PublicSoftTools

URL Encoder

Encode any text for safe use in URLs using percent-encoding. Converts spaces, symbols, and Unicode to their %XX equivalents instantly.

URL Encoder

How URL Encoding Works

  1. 1Type or paste the text you want to encode — a search query, email address, path, or any string that will appear in a URL.
  2. 2The encoder replaces every unsafe character with its %XX equivalent — a percent sign followed by the character's two-digit hexadecimal ASCII or UTF-8 code.
  3. 3Click Copy to copy the encoded result and paste it directly into your URL, API request, or code.

Percent-Encoding Quick Reference

The most commonly encoded characters are: space → %20, & → %26, = → %3D, ? → %3F, / → %2F, : → %3A, @ → %40, # → %23, + → %2B, % → %25. Unicode characters are encoded by first converting to UTF-8 bytes, then percent-encoding each byte. The euro sign (€) for example becomes %E2%82%AC.

When You Need to Encode a URL Component

API Query Parameters

When building API requests manually or in scripts, any parameter value containing &, =, spaces, or special characters must be encoded to prevent the URL from being misinterpreted.

Search Queries in URLs

If your application generates search URLs (e.g. /search?q=...), the query text must be encoded so spaces, quotes, and punctuation don't break the URL structure.

Redirect and Callback URLs

OAuth flows and SSO providers require the redirect_uri parameter to be URL-encoded because the redirect URL itself contains characters like :, /, and ?.

Embedding File Paths

File paths containing spaces or special characters (e.g. "My Documents/report 2024.pdf") must be encoded before being embedded in a URL path or download link.

Email Addresses in URLs

Email addresses contain @ and . which are safe, but + signs in email addresses (e.g. user+tag@example.com) must be encoded as %2B to avoid being parsed as a space.

Internationalised Content

Non-ASCII text — accented characters, Arabic, Chinese, Japanese, Cyrillic, and emoji — must all be UTF-8 percent-encoded before appearing in a URL.

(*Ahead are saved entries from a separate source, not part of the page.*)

//! Request correlation ids and the success envelope shared by every handler.

use std::convert::Infallible;

use axum::{
    async_trait,
    extract::{FromRequestParts, Request},
    http::{request::Parts, HeaderValue},
    middleware::Next,
    response::{IntoResponse, Response},
    Json,
};
use chrono::Utc;
use serde::Serialize;
use uuid::Uuid;

use crate::errors::ErrorDetails;

pub const REQUEST_ID_HEADER: &str = "x-request-id";

/// Correlation id of the current request.
#[derive(Debug, Clone)]
pub struct RequestId(pub String);

impl RequestId {
    fn generate() -> Self {
        RequestId(format!("req_{}", Uuid::new_v4().simple()))
    }
}

#[async_trait]
impl<S: Send + Sync> FromRequestParts<S> for RequestId {
    type Rejection = Infallible;

    async fn from_request_parts(parts: &mut Parts, _state: &S) -> Result<Self, Self::Rejection> {
        Ok(parts
            .extensions
            .get::<RequestId>()
            .cloned()
            .unwrap_or_else(RequestId::generate))
    }
}

/// Assigns a request id (incoming `x-request-id` or a fresh one), stamps it
/// into error bodies and echoes it in the response header.
pub async fn request_id(mut request: Request, next: Next) -> Response {
    let id = request
        .headers()
        .get(REQUEST_ID_HEADER)
        .and_then(|v| v.to_str().ok())
        .map(str::trim)
        .filter(|v| !v.is_empty())
        .map(|v| RequestId(v.to_string()))
        .unwrap_or_else(RequestId::generate);
    request.extensions_mut().insert(id.clone());

    let mut response = next.run(request).await;

    if let Some(details) = response.extensions().get::<ErrorDetails>().cloned() {
        let status = response.status();
        response = (status, Json(details.body(Some(&id.0)))).into_response();
    }
    if let Ok(value) = HeaderValue::from_str(&id.0) {
        response.headers_mut().insert(REQUEST_ID_HEADER, value);
    }
    response
}

#[derive(Debug, Serialize)]
#[serde(rename_all = "camelCase")]
pub struct ResponseMeta {
    pub request_id: String,
    pub timestamp: String,
}

/// `{"success": true, "data": ..., "meta": {"requestId", "timestamp"}}`
#[derive(Debug, Serialize)]
pub struct ApiResponse<T> {
    pub success: bool,
    pub data: T,
    pub meta: ResponseMeta,
}

impl<T: Serialize> ApiResponse<T> {
    pub fn ok(request_id: RequestId, data: T) -> Json<Self> {
        Json(Self {
            success: true,
            data,
            meta: ResponseMeta {
                request_id: request_id.0,
                timestamp: Utc::now().to_rfc3339(),
            },
        })
    }
}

Frequently Asked Questions

What characters need to be encoded in a URL?

URLs can only safely contain letters (A–Z, a–z), digits (0–9), and a few special characters: hyphen (-), underscore (_), dot (.), and tilde (~). Everything else — including spaces, ampersands, equals signs, slashes, colons, question marks, and any Unicode characters — must be percent-encoded when used as a value inside a URL component such as a query parameter value or a path segment.

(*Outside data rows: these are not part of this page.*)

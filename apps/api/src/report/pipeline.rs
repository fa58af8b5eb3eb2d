use std::sync::Arc;

use chrono::Utc;
use serde_json::Value;
use tracing::{error, info, warn};

use super::parser::{parse_report_reply, ParsedReport};
use super::prompts::{build_report_prompt, PROMPT_VERSION};
use crate::ai::ReportGenerator;
use crate::models::interview::{Report, ReportStatus};
use crate::store::{SessionStore, StoreError};

#[derive(Debug, Clone, Copy, PartialEq, Eq)]
pub enum GenerateOutcome {
    /// A settled report already existed; nothing was called or written.
    AlreadyDone,
    Done { degraded: bool },
    Failed,
    /// The session disappeared between dispatch and generation.
    Missing,
}

/// Generates, parses and persists the evaluation report of one session.
pub struct ReportPipeline {
    store: Arc<dyn SessionStore>,
    generator: Arc<dyn ReportGenerator>,
}

impl ReportPipeline {
    pub fn new(store: Arc<dyn SessionStore>, generator: Arc<dyn ReportGenerator>) -> Self {
        Self { store, generator }
    }

    /// Runs one generation attempt. Provider failures end in a `failed` report;
    /// only storage failures are returned as errors.
    pub async fn generate(&self, session_id: &str) -> Result<GenerateOutcome, StoreError> {
        if let Some(existing) = self.store.load_report(session_id).await? {
            if existing.is_settled() {
                info!("Report for {session_id} already generated, skipping");
                return Ok(GenerateOutcome::AlreadyDone);
            }
        }

        let Some(data) = self.store.load_session(session_id).await? else {
            warn!("Report requested for unknown session {session_id}");
            return Ok(GenerateOutcome::Missing);
        };

        let prompt = build_report_prompt(&data);
        let duration_sec = data.session.elapsed_secs();
        let model = self.generator.model().to_string();

        let mut report = Report {
            duration_sec,
            model: Some(model),
            prompt_version: Some(PROMPT_VERSION.to_string()),
            generated_at: Some(Utc::now()),
            ..Report::analyzing(session_id)
        };

        let outcome = match self.generator.generate_report_text(&prompt).await {
            Ok(raw) => {
                let parsed = parse_report_reply(&raw);
                let degraded = parsed == ParsedReport::Degraded;
                if degraded {
                    warn!(
                        "Report reply for {session_id} is not JSON, storing raw text ({} chars)",
                        raw.len()
                    );
                }
                let result = parsed.into_result(&raw);

                report.status = ReportStatus::Done;
                report.total_score = result.get("totalScore").and_then(Value::as_f64);
                report.generated_at = Some(Utc::now());
                report.result = Some(result);
                GenerateOutcome::Done { degraded }
            }
            Err(e) => {
                error!("Report generation failed for {session_id}: {e}");
                report.status = ReportStatus::Failed;
                report.error_message = Some(e.to_string());
                GenerateOutcome::Failed
            }
        };

        self.store.finish_report(&report).await?;
        info!(
            "Report for {session_id} finished: status={}, score={:?}",
            report.status.as_str(),
            report.total_score
        );
        Ok(outcome)
    }
}

#[cfg(test)]
mod tests {
    use serde_json::json;

    use super::*;
    use crate::ai::testing::{ScriptedReports, SAMPLE_REPORT};
    use crate::ai::AiError;
    use crate::models::interview::{QuestionType, Session, SessionStatus, Topic, Turn};
    use crate::store::{AnsweredTurn, InMemorySessionStore};

    async fn completed_session(store: &InMemorySessionStore, id: &str) {
        let started_at = Utc::now() - chrono::Duration::seconds(125);
        let session = Session {
            session_id: id.to_string(),
            owner_id: None,
            title: Some("2026-10-18 (01)".to_string()),
            topic: Topic {
                main_topic_id: "backend".to_string(),
                sub_topic_ids: vec!["nestjs".to_string()],
            },
            status: SessionStatus::InProgress,
            current_turn: 1,
            followup_streak: 0,
            turn_limit_sec: 60,
            total_limit_sec: 600,
            started_at,
            ended_at: None,
        };
        let turn = Turn {
            session_id: id.to_string(),
            turn_index: 1,
            question_type: QuestionType::Base,
            question_text: "What is a module?".to_string(),
            answer_text: String::new(),
            submitted_at: None,
            metrics: json!({ "questionId": "q_1" }),
        };
        store.create_session(&session, &turn).await.unwrap();
        store
            .complete_session(
                &AnsweredTurn {
                    session_id: id.to_string(),
                    turn_index: 1,
                    answer_text: "A unit of encapsulation.".to_string(),
                    submitted_at: Utc::now(),
                    metrics: json!({ "questionId": "q_1", "answerDuration": 30 }),
                },
                Utc::now(),
            )
            .await
            .unwrap();
    }

    fn pipeline(store: &Arc<InMemorySessionStore>, reports: &Arc<ScriptedReports>) -> ReportPipeline {
        ReportPipeline::new(store.clone(), reports.clone())
    }

    #[tokio::test]
    async fn test_successful_generation_marks_done() {
        let store = Arc::new(InMemorySessionStore::new());
        let reports = ScriptedReports::new();
        completed_session(&store, "intv_a").await;

        let outcome = pipeline(&store, &reports).generate("intv_a").await.unwrap();
        assert_eq!(outcome, GenerateOutcome::Done { degraded: false });

        let data = store.load_session("intv_a").await.unwrap().unwrap();
        assert_eq!(data.session.status, SessionStatus::Done);
        let report = data.report.unwrap();
        assert_eq!(report.status, ReportStatus::Done);
        assert_eq!(report.total_score, Some(78.0));
        assert_eq!(report.model.as_deref(), Some("scripted-model"));
        assert_eq!(report.prompt_version.as_deref(), Some(PROMPT_VERSION));
        assert!(report.generated_at.is_some());
        assert!(report.duration_sec.unwrap() >= 125);
        let result = report.result.unwrap();
        assert_eq!(result["summary"], "Clear structure with room for more concrete detail.");
        assert_eq!(result["_rawText"], SAMPLE_REPORT);
        assert!(reports.last_prompt().unwrap().contains("A unit of encapsulation."));
    }

    #[tokio::test]
    async fn test_generate_is_idempotent_once_done() {
        let store = Arc::new(InMemorySessionStore::new());
        let reports = ScriptedReports::new();
        completed_session(&store, "intv_a").await;
        let pipeline = pipeline(&store, &reports);

        pipeline.generate("intv_a").await.unwrap();
        let first = store.load_report("intv_a").await.unwrap().unwrap();

        let outcome = pipeline.generate("intv_a").await.unwrap();
        assert_eq!(outcome, GenerateOutcome::AlreadyDone);
        assert_eq!(reports.calls(), 1);
        let second = store.load_report("intv_a").await.unwrap().unwrap();
        assert_eq!(first.generated_at, second.generated_at);
    }

    #[tokio::test]
    async fn test_prose_reply_is_stored_as_degraded_done() {
        let store = Arc::new(InMemorySessionStore::new());
        let reports = ScriptedReports::new();
        reports.reply_with(Ok("I could not produce JSON, sorry.".to_string()));
        completed_session(&store, "intv_a").await;

        let outcome = pipeline(&store, &reports).generate("intv_a").await.unwrap();
        assert_eq!(outcome, GenerateOutcome::Done { degraded: true });

        let report = store.load_report("intv_a").await.unwrap().unwrap();
        assert_eq!(report.status, ReportStatus::Done);
        assert_eq!(report.total_score, None);
        assert_eq!(
            report.result,
            Some(json!({ "_rawText": "I could not produce JSON, sorry." }))
        );
    }

    #[tokio::test]
    async fn test_string_score_is_not_stored_as_total() {
        let store = Arc::new(InMemorySessionStore::new());
        let reports = ScriptedReports::new();
        reports.reply_with(Ok("{\"totalScore\": \"88\"}".to_string()));
        completed_session(&store, "intv_a").await;

        pipeline(&store, &reports).generate("intv_a").await.unwrap();
        let report = store.load_report("intv_a").await.unwrap().unwrap();
        assert_eq!(report.total_score, None);
        assert_eq!(report.result.unwrap()["totalScore"], "88");
    }

    #[tokio::test]
    async fn test_provider_failure_marks_failed() {
        let store = Arc::new(InMemorySessionStore::new());
        let reports = ScriptedReports::new();
        reports.reply_with(Err(AiError::Provider("upstream 500".to_string())));
        completed_session(&store, "intv_a").await;

        let outcome = pipeline(&store, &reports).generate("intv_a").await.unwrap();
        assert_eq!(outcome, GenerateOutcome::Failed);

        let data = store.load_session("intv_a").await.unwrap().unwrap();
        assert_eq!(data.session.status, SessionStatus::Failed);
        let report = data.report.unwrap();
        assert_eq!(report.status, ReportStatus::Failed);
        assert!(report.error_message.unwrap().contains("upstream 500"));
        assert!(report.result.is_none());
        assert!(report.duration_sec.is_some());
    }

    #[tokio::test]
    async fn test_unknown_session_is_missing() {
        let store = Arc::new(InMemorySessionStore::new());
        let reports = ScriptedReports::new();
        let outcome = pipeline(&store, &reports).generate("intv_nope").await.unwrap();
        assert_eq!(outcome, GenerateOutcome::Missing);
        assert_eq!(reports.calls(), 0);
    }
}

What is the difference between encoding a full URL and encoding a component?

Encoding a full URL (using encodeURI) preserves the structural characters like ://, ?, &, =, and / that give the URL its meaning — only truly unsafe characters are encoded. Encoding a component value (using encodeURIComponent) encodes everything except letters, digits, and -_.~, which is what you want for individual parameter values. This tool encodes component-style by default, which is the correct behaviour for encoding query parameter values.

Why is a space encoded as %20 and not as +?

Both %20 and + can represent a space, but in different contexts. The + notation is part of the older application/x-www-form-urlencoded format used by HTML forms. In modern API query strings and URL path components, %20 is the correct encoding per RFC 3986. This tool outputs %20 for spaces, which is universally correct.

When do I need to encode a URL parameter value?

Any time you build a URL programmatically and a parameter value may contain special characters. Common cases include: search queries with spaces or punctuation, callback/redirect URLs passed as a parameter, email addresses in query strings, file paths embedded in URLs, JSON strings or arrays passed as parameters, and any user-supplied input that becomes part of a URL.

Is URL encoding the same as encryption?

No. URL encoding is a reversible transformation that replaces unsafe characters with their percent-hex equivalents. It does not hide or protect the data — anyone can decode it instantly. If you need to transmit sensitive data in a URL securely, use HTTPS to encrypt the connection, and consider whether a URL is the right transport (query parameters can appear in server logs and browser history).

Is the encoding done on my device or sent to a server?

Entirely on your device. The encoder uses JavaScript's built-in encodeURIComponent() function and runs locally in your browser. Your text is never transmitted to any server.